For starters, it is in talks to lead a $70-80 million round in dockless two-wheeler rental platform Bounce, which is also backed by top investors like Accel and Sequoia Capital, said the sources. It is also investing in AI startups Vue.ai (whose parent company is Mad Street Den), which focuses on the retail space, and Locus, which targets technology in supply chain. Falcon Edge is expected to invest in the range of $5-10 million each in both the companies, according to the sources.
These three are among the 9-10 new investments Falcon Edge, which controls over $4 billion in assets under management, has closed in the private market since last year, including stakes in the National Stock Exchange and non-banking finance unit of JM Financial. The bullishness of a firm like Falcon Edge is interesting as hedge funds have the option to invest in both public and private markets across the world. “A lot of their of investments are panning out and now they are doubling down,” said an investor who has been tracking the firm, adding that Falcon Edge has become the most active in terms of the number of deals among its peers like Tiger Global and Steadview Capital.
This comes at a time when startups in India raised $10.5 billion in funding in 2018, little more than $10.4 billion in 2017, according to data from Tracxn. The pace over the last two years has significantly picked up from 2016 when they just raised $4.3 billion. The rush to back startups is only expected to further pick up in 2019.

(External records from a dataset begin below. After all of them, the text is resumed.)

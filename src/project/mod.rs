//! @acp:module "Type Projector"
//! @acp:summary "Projects parsed method entries into typed field and argument configs"
//! @acp:domain schema
//! @acp:layer service
//!
//! An [`ApiParser`] is built once from one API source file. Building it
//! parses the source; the field map is derived on demand and only touches
//! the parser's own enum cache.

pub mod defaults;
pub mod enums;
pub mod namespace;
pub mod types;

use std::path::Path;
use std::sync::Arc;

use indexmap::IndexMap;
use serde_json::Value;

pub use enums::EnumCache;
pub use namespace::{reassemble_nested_fields, reorder_keys};
pub use types::{
    ArgConfig, ArgType, EnumType, FieldConfig, FieldMap, FieldResolver, NamespaceType, OutputType,
    Scalar,
};

use crate::config::{Config, DEFAULT_API_VERSION};
use crate::error::{ApiError, Result};
use crate::loader;
use crate::parse::{
    normalize_source, MethodSettings, ParamDescriptor, ParamType, ParsedSource, Parser,
};
use crate::resolve::{ApiClient, Args, MethodResolver};

/// Type name prefix when none is given
pub const DEFAULT_PREFIX: &str = "Elastic";

/// Top-level namespaces listed first in a field map
pub const DEFAULT_NAMESPACE_ORDER: &[&str] = &[
    "cat", "cluster", "indices", "ingest", "nodes", "snapshot", "tasks", "search",
];

/// @acp:summary "Construction options for an ApiParser"
#[derive(Clone, Default)]
pub struct ParserOptions {
    /// API version label; `_default` when unset
    pub api_version: Option<String>,
    /// Type name prefix; `Elastic` when unset
    pub prefix: Option<String>,
    /// Client used when a request carries none
    pub client: Option<Arc<dyn ApiClient>>,
    /// Priority order of top-level keys; the built-in list when unset
    pub namespace_order: Option<Vec<String>>,
}

/// @acp:summary "Parsed API source plus the projection state derived from it"
pub struct ApiParser {
    api_version: String,
    prefix: String,
    client: Option<Arc<dyn ApiClient>>,
    parsed_source: ParsedSource,
    namespace_order: Vec<String>,
    enums: EnumCache,
}

impl ApiParser {
    /// @acp:summary "Normalize and parse raw API source text"
    pub fn from_source(raw_source: &str, options: ParserOptions) -> Result<Self> {
        let source = normalize_source(raw_source);
        let parsed = Parser::new().parse_source(&source)?;
        Ok(Self::from_parsed(parsed, options))
    }

    /// Load, normalize and parse an API source file
    pub fn from_file(path: &Path, options: ParserOptions) -> Result<Self> {
        let source = loader::load_api_file(path)?;
        let parsed = Parser::new().parse_source(&source)?;
        tracing::info!("Loaded {} API methods from {}", parsed.len(), path.display());
        Ok(Self::from_parsed(parsed, options))
    }

    /// Resolve the API file from config and parse it
    pub fn from_config(config: &Config, client: Option<Arc<dyn ApiClient>>) -> Result<Self> {
        let path = config.resolve_api_file()?;
        Self::from_file(
            &path,
            ParserOptions {
                api_version: Some(config.api_version.clone()),
                prefix: config.prefix.clone(),
                client,
                namespace_order: Some(config.namespace_order.clone()),
            },
        )
    }

    /// Wrap an already parsed source
    pub fn from_parsed(parsed_source: ParsedSource, options: ParserOptions) -> Self {
        let prefix = options.prefix.unwrap_or_else(|| DEFAULT_PREFIX.to_string());
        Self {
            api_version: options
                .api_version
                .unwrap_or_else(|| DEFAULT_API_VERSION.to_string()),
            enums: EnumCache::new(prefix.clone()),
            prefix,
            client: options.client,
            parsed_source,
            namespace_order: options.namespace_order.unwrap_or_else(|| {
                DEFAULT_NAMESPACE_ORDER.iter().map(|s| s.to_string()).collect()
            }),
        }
    }

    pub fn api_version(&self) -> &str {
        &self.api_version
    }

    pub fn prefix(&self) -> &str {
        &self.prefix
    }

    pub fn parsed_source(&self) -> &ParsedSource {
        &self.parsed_source
    }

    pub fn client(&self) -> Option<&Arc<dyn ApiClient>> {
        self.client.as_ref()
    }

    /// Enums synthesized so far
    pub fn enum_types(&self) -> Vec<Arc<EnumType>> {
        self.enums.all()
    }

    /// @acp:summary "Field config for every parsed method, nested and reordered"
    pub fn generate_field_map(&self) -> Result<FieldMap> {
        let mut flat = FieldMap::with_capacity(self.parsed_source.len());
        for name in self.parsed_source.keys() {
            flat.insert(name.clone(), self.generate_field_config(name, None)?);
        }
        let nested = reassemble_nested_fields(flat, &self.prefix);
        Ok(reorder_keys(nested, &self.namespace_order))
    }

    /// @acp:summary "Field config of one method, optionally with fixed arguments"
    pub fn generate_field_config(&self, method_name: &str, fixed_args: Option<Args>) -> Result<FieldConfig> {
        if method_name.is_empty() {
            return Err(ApiError::MissingMethodName);
        }
        let entry = self
            .parsed_source
            .get(method_name)
            .ok_or_else(|| ApiError::UnknownMethod(method_name.to_string()))?;
        let address = entry
            .address()
            .ok_or_else(|| ApiError::UnknownMethod(method_name.to_string()))?;

        let args = self.settings_to_arg_map(entry.settings.as_ref(), &entry.param_descriptions);
        let resolver = MethodResolver::new(address, fixed_args.unwrap_or_default(), self.client.clone());

        Ok(FieldConfig {
            ty: OutputType::Json,
            description: entry.description.clone(),
            args,
            resolve: FieldResolver::Method(Arc::new(resolver)),
        })
    }

    /// @acp:summary "Argument map of one method from its settings"
    ///
    /// Declared params and URL-required params share one namespace; a later
    /// definition of the same name replaces the earlier one.
    pub fn settings_to_arg_map(
        &self,
        settings: Option<&MethodSettings>,
        descriptions: &IndexMap<String, String>,
    ) -> IndexMap<String, ArgConfig> {
        let mut args = IndexMap::new();
        let Some(settings) = settings else {
            return args;
        };

        if settings.accepts_body() {
            let body = ArgType::Scalar(Scalar::Json);
            let ty = if settings.requires_body { body.non_null() } else { body };
            args.insert("body".to_string(), ArgConfig::new(ty));
        }

        let url_required = settings
            .url_variants()
            .iter()
            .flat_map(|variant| variant.required_params.iter());
        for (name, param) in settings.params.iter().chain(url_required) {
            let description = descriptions.get(name).map(String::as_str);
            args.insert(name.clone(), self.param_to_arg_config(param, name, description));
        }
        args
    }

    /// @acp:summary "Project one parameter descriptor into an argument config"
    pub fn param_to_arg_config(
        &self,
        param: &ParamDescriptor,
        field_name: &str,
        description: Option<&str>,
    ) -> ArgConfig {
        let mut arg = ArgConfig::new(self.param_type(param, field_name));

        match param.default.as_ref().filter(|d| defaults::is_truthy(d)) {
            Some(declared) => {
                arg.default_value = defaults::coerce_default(declared, &arg.ty);
                if arg.default_value.is_none() {
                    tracing::debug!("Dropping non-numeric default {} of {}", declared, field_name);
                }
            }
            None if field_name == "format" => {
                arg.default_value = Some(Value::String("json".to_string()));
            }
            None => {}
        }

        arg.description = description.map(str::to_string);

        if matches!(arg.default_value, Some(Value::Array(_))) {
            arg.ty = arg.ty.list_of();
        }
        arg
    }

    /// Target type for a declared parameter type
    pub fn param_type(&self, param: &ParamDescriptor, field_name: &str) -> ArgType {
        match &param.kind {
            Some(ParamType::String) | Some(ParamType::Time) => ArgType::Scalar(Scalar::String),
            Some(ParamType::Boolean) => ArgType::Scalar(Scalar::Boolean),
            Some(ParamType::Number) => ArgType::Scalar(Scalar::Float),
            Some(ParamType::Enum) => match &param.options {
                Some(options) => ArgType::Enum(self.get_enum_type(field_name, options)),
                None => ArgType::Scalar(Scalar::String),
            },
            Some(ParamType::List) | None => ArgType::Scalar(Scalar::Json),
            Some(ParamType::Other(kind)) => {
                tracing::debug!("Unknown param type '{}' of {}, using JSON", kind, field_name);
                ArgType::Scalar(Scalar::Json)
            }
        }
    }

    /// Cached enum for a field and its option list
    pub fn get_enum_type(&self, field_name: &str, options: &[Value]) -> Arc<EnumType> {
        self.enums.get_or_create(field_name, options)
    }
}

#[cfg(test)]
mod tests {
    use super::*;
    use crate::parse::{ParsedMethodEntry, UrlVariant};
    use pretty_assertions::assert_eq;
    use serde_json::json;

    fn parser() -> ApiParser {
        ApiParser::from_parsed(
            ParsedSource::new(),
            ParserOptions {
                prefix: Some("ElasticAPI50".into()),
                ..Default::default()
            },
        )
    }

    fn descriptor(value: Value) -> ParamDescriptor {
        serde_json::from_value(value).unwrap()
    }

    #[test]
    fn test_param_types() {
        let p = parser();
        let cases = [
            (json!({ "type": "string" }), "String"),
            (json!({ "type": "boolean" }), "Boolean"),
            (json!({ "type": "number" }), "Float"),
            (json!({ "type": "time" }), "String"),
            (json!({ "type": "list" }), "JSON"),
            (json!({ "type": "enum" }), "String"),
            (json!({}), "JSON"),
            (json!({ "type": "duration" }), "JSON"),
        ];
        for (desc, expected) in cases {
            assert_eq!(p.param_type(&descriptor(desc), "x").to_string(), expected);
        }
        let e = p.param_type(&descriptor(json!({ "type": "enum", "options": ["a"] })), "level");
        assert_eq!(e.to_string(), "ElasticAPI50Enum_Level");
    }

    #[test]
    fn test_format_gets_json_default() {
        let p = parser();
        let implicit = p.param_to_arg_config(&descriptor(json!({ "type": "string" })), "format", None);
        assert_eq!(implicit.default_value, Some(json!("json")));

        let explicit =
            p.param_to_arg_config(&descriptor(json!({ "type": "string", "default": "yaml" })), "format", None);
        assert_eq!(explicit.default_value, Some(json!("yaml")));

        let falsy = p.param_to_arg_config(&descriptor(json!({ "type": "string", "default": "" })), "format", None);
        assert_eq!(falsy.default_value, Some(json!("json")));
    }

    #[test]
    fn test_defaults_are_coerced() {
        let p = parser();
        let number = p.param_to_arg_config(&descriptor(json!({ "type": "number", "default": "5" })), "size", None);
        assert_eq!(number.default_value, Some(json!(5.0)));

        let broken =
            p.param_to_arg_config(&descriptor(json!({ "type": "number", "default": "1m" })), "timeout", None);
        assert_eq!(broken.default_value, None);

        let boolean =
            p.param_to_arg_config(&descriptor(json!({ "type": "boolean", "default": "1" })), "refresh", None);
        assert_eq!(boolean.default_value, Some(json!(true)));
    }

    #[test]
    fn test_array_default_promotes_to_list() {
        let p = parser();
        let arg = p.param_to_arg_config(
            &descriptor(json!({ "type": "enum", "options": ["open", "closed"], "default": ["open"] })),
            "expandWildcards",
            Some("Expand wildcards"),
        );
        assert_eq!(arg.ty.to_string(), "[ElasticAPI50Enum_ExpandWildcards]");
        assert_eq!(arg.default_value, Some(json!(["open"])));
        assert_eq!(arg.description.as_deref(), Some("Expand wildcards"));
    }

    #[test]
    fn test_arg_map_covers_params_and_url_placeholders() {
        let p = parser();
        let settings: MethodSettings = serde_json::from_value(json!({
            "params": { "refresh": { "type": "boolean" }, "index": { "type": "string" } },
            "urls": [
                { "fmt": "/<%=index%>/<%=type%>", "req": { "index": { "type": "list" }, "type": { "type": "string" } } },
                { "fmt": "/<%=id%>", "req": { "id": { "type": "string" } } }
            ],
            "method": "PUT",
            "needBody": true
        }))
        .unwrap();
        let mut descriptions = IndexMap::new();
        descriptions.insert("id".to_string(), "Document ID".to_string());

        let args = p.settings_to_arg_map(Some(&settings), &descriptions);
        let names: Vec<_> = args.keys().cloned().collect();
        assert_eq!(names, vec!["body", "refresh", "index", "type", "id"]);
        assert_eq!(args["body"].ty.to_string(), "JSON!");
        // URL placeholder definition replaces the declared param
        assert_eq!(args["index"].ty.to_string(), "JSON");
        assert_eq!(args["id"].description.as_deref(), Some("Document ID"));
    }

    #[test]
    fn test_get_without_settings_has_no_args() {
        let p = parser();
        assert!(p.settings_to_arg_map(None, &IndexMap::new()).is_empty());

        let optional_body = MethodSettings {
            http_method: Some("POST".into()),
            url: Some(UrlVariant::default()),
            ..Default::default()
        };
        let args = p.settings_to_arg_map(Some(&optional_body), &IndexMap::new());
        assert_eq!(args["body"].ty.to_string(), "JSON");
    }

    #[test]
    fn test_field_config_errors() {
        let mut parsed = ParsedSource::new();
        parsed.insert(
            "ping".into(),
            ParsedMethodEntry {
                segments: vec!["ping".into()],
                description: Some("Ping".into()),
                settings: None,
                param_descriptions: IndexMap::new(),
            },
        );
        let p = ApiParser::from_parsed(parsed, ParserOptions::default());

        assert!(matches!(
            p.generate_field_config("", None),
            Err(ApiError::MissingMethodName)
        ));
        assert!(matches!(
            p.generate_field_config("pong", None),
            Err(ApiError::UnknownMethod(name)) if name == "pong"
        ));
        let field = p.generate_field_config("ping", None).unwrap();
        assert_eq!(field.description.as_deref(), Some("Ping"));
        assert!(field.args.is_empty());
        assert_eq!(p.prefix(), "Elastic");
        assert_eq!(p.api_version(), "_default");
    }
}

While Falcon Edge has been active in India’s digital space since 2014, it’s investment strategy is now evolving — going more early stage and also betting on areas like AI and startups solving environmental issues, makes its strategy unique among firms operating in India.
For instance, it has closed very early-stage investments, participating in $2-3 million rounds in startups like social commerce startup DealShare and CreditVidya, which provides alternate data-based credit scores. In both these companies, Falcon Edge’s co-founders Rick Gerson and Navroz D Udwadia have personally invested given the size of the funding.
“We think we are different across a few vectors—our capital, while long term and focused on specific spaces that we map out rigorously, is entirely flexible, and can be deployed from seed stage to pre-IPO stage. We bring global public market perspective and relationships to the table,” said Udwadia in a rare interview to TOI while declining to comment on specific deals. “But above all, our passion is proactively helping the entrepreneurs we invest in to grow their businesses and fulfill their potential.”
Udwadia, a Harvard MBA and a Rhodes Scholar, who led the men’s tennis team at Oxford, has been investing in India for over a decade, starting with hedge fund Eton Park Capital. In 2011, Udwadia, along with Gerson, who was founding member of another large hedge fund Blue Ridge Capital, set up Falcon Edge.
One of the most interesting things is the firms focus on the AI space, where it sees potential similarities to growth in the IT (information technology) space. “India could be potentially a very interesting laboratory for AI – ML and SaaS businesses. This is due to a number of factors that are rapidly coalescing; outside of China/US, India has large data sets which can now be more efficiently used given the India tech stack and other such tools, a low-cost yet highly talented engineering pool, combined with a flourishing entrepreneurial spirit. This is all in a country which has already gained global credibility and trust in building and exporting software for global applications,” said Udwadia about the focus on the space.
Those who have interacted with Falcon Edge say the depth of their research is what differentiates them. “The kind of homework that they did was very extensive. They went super deep into even which vehicle we use, which I had never seen before,” said Vivekananda Hallekere, co-founder & CEO of Bounce, who added that the firm has also introduced him to various lenders to finance vehicles that the startup is buying.
Venture capital investors and entrepreneurs, who have co-investments with the firm, say that Falcon Edge has not operated like a fly-by-night operator, backing portfolio companies through multiple rounds. One example is vernacular language application Dailyhunt, where it first invested in early 2015 and has co-led internal funding rounds over the last couple of years.
“They entered India along with several others, didn’t leave and have been all-weather partners to founders through ups and downs. They have also started investing earlier into the companies,” said Vikram Vaidyanathan, MD at Matrix Partners India, which has several common investments with Falcon Edge like Ola, Mswipe and OfBusiness.